The following post was found within the original GameWyrd Famous Last Words. It’s not a list of famous last words. It deserved to be saved and restored.
Here it is.
Some of the greatest Orc inventors and exploreres from history and a concise list of their fine achievements.
1: ‘Urgrak Eek’ – Inventor of the outside toilet. [a bush]
2: ‘Boggybottom Bonk’ – Inventor of the wooden club. [a tree limb]
3: ‘Fizzlebash Bonk’ – (son of Boggybotton) Inventor of the magical wooden fire club. [Try not to jump ahead of me here guys]
4: ‘Glag Glug’ – Inventor of the first Orcish chair. [a rock]
5: ‘Cleanbottom Eek’ – son of ‘Urgrak’ Inventor of Orcish toilet paper [leaves]
6: ‘Smellybottom Eek’ – failed inventor son of ‘Cleanbottom’ who tried to refine his fathers invention by using stinging nettles as toilet paper [unsurprisingly the idea didn’t take off too well [hence the name] except in certain circles of Orcish society where they were into sadomasochism]
7: ‘Ugg Ugg Arrrgh’ – Inventor of the first and still most widely used Orcish Battle death prayer which went along the lines of [when getting stabbed by elves for tramping over their gardens] ‘Ugg uuu arrrrrrrggghhh’
8: ‘Ten Bellies Mudmuck’ – Inventor of the Orcish delicacy ‘chocolate mud cake’ main ingredient ‘Mud’.
9: ‘Arsesplitter Eek’ – Great great grandsire of ‘Urgrak Eek’ who was famously renowned for 5 things, the first being he invented the ‘Inside Toilet’ right after being the first Orc to eat ‘Tenbellies’ famous ‘Orcish chocolate mud cake’ which coincidently led him to his third distinguishing glory that having overindulged in this Orcish delicacy his Rectum swelled so much it split which led him to his fourth defining credit in that he was the first Orc to ever be named posthumously [Arsesplitter] which directly led him to his fifth and final claim to fame in that he is to this day the only Orc to be buried in his own personalized mausoleum come Toilet [And I do mean personalized] as no Orc in their right mind would ever venture again into his abode and where his fetid corpse still lays alongside the remains of ‘Tenbellies’ first ‘chocolate mud cake’.
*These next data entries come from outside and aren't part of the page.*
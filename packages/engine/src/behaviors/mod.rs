//! Behaviors - per-category movement rules.
//!
//! Each moving category implements `Behavior`; the registry dispatches on
//! the particle's cached category. Solids, electronics and technical cells
//! have no movement rule and fall through as no-ops.

mod gas;
mod liquid;
mod sand;

pub use gas::GasBehavior;
pub use liquid::LiquidBehavior;
pub use sand::SandBehavior;

use crate::domain::element::Category;
use crate::domain::registry::ElementRegistry;
use crate::grid::Grid;

/// Update context passed to behaviors.
pub struct UpdateContext<'a> {
    pub grid: &'a mut Grid,
    pub elements: &'a ElementRegistry,
    /// Flat index of the particle being updated.
    pub index: usize,
    pub rng: &'a mut u32,
}

/// Behavior trait - each moving category implements this.
pub trait Behavior {
    /// Try to move the particle at `ctx.index`; returns its new flat index
    /// when it moved.
    fn update(&self, ctx: &mut UpdateContext) -> Option<usize>;
}

/// Behavior registry - dispatch by category.
pub struct BehaviorRegistry {
    sand: SandBehavior,
    liquid: LiquidBehavior,
    gas: GasBehavior,
}

impl BehaviorRegistry {
    pub fn new() -> BehaviorRegistry {
        BehaviorRegistry {
            sand: SandBehavior::new(),
            liquid: LiquidBehavior::new(),
            gas: GasBehavior::new(),
        }
    }

    /// Dispatch update to the appropriate behavior based on category.
    pub fn update(&self, category: Category, ctx: &mut UpdateContext) -> Option<usize> {
        match category {
            Category::Sand => self.sand.update(ctx),
            Category::Liquid => self.liquid.update(ctx),
            Category::Gas => self.gas.update(ctx),
            // Solid never moves, Electronic is reserved, Technical is air.
            Category::Solid | Category::Electronic | Category::Technical => None,
        }
    }
}

impl Default for BehaviorRegistry {
    fn default() -> Self {
        Self::new()
    }
}
//! SandBehavior - repose-angle settling with lateral jitter.

use super::{Behavior, UpdateContext};

pub struct SandBehavior;

impl SandBehavior {
    pub fn new() -> Self {
        Self
    }
}

impl Behavior for SandBehavior {
    fn update(&self, ctx: &mut UpdateContext) -> Option<usize> {
        let element = ctx.grid.cell(ctx.index).element;
        let elements = ctx.elements;
        let el = elements.get(element)?;
        ctx.grid
            .try_move(ctx.index, &el.repose_directions, true, true, true, ctx.rng)
    }
}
10: ‘Arrgh Arrgh Thud’ – philosopher Scientist who proved beyond doubt that orc’s are not descended from Birds and cannot actually fly and was the second Orc to be named posthumously.
11: Arrgh Arrgh Glug’ – brother to ‘Arrgh Arrgh Thud’ and fellow philosopher Scientist who proved that Orc’s are not descended from Fish and that they cannot actually swim, [particularly in heavy metal full plate armour]. *please note Arrgh Arrgh Glug’ is in no way related to the ‘Glug’ family as this name was given to him after drowning thus making him the third Orc to be named after death.
12: ‘Arrgh Arrgh Runaway’ – The only surviving member of the ‘Arrgh Arrgh’ family who discovered that ‘Dragons’ are not ‘Herbivores’ as previously thought.
Indecently ‘Arrgh Arrgh Runaway’ had a great career as a guest speaker on Dragons at the Orc universities [logs they sat on round fires] where he would often point out that Dragons did actually eat meat, unfortunately as he had no arms after his discovery he had to point with his legs thereafter.
13: ‘Ow Ow Wheresmylegs’ – Who was the first Orc to discover the Dwarves, he also discovered that Dwarves were not a renewable source of meat for the Orcish population and that you couldn’t actually farm them like cows.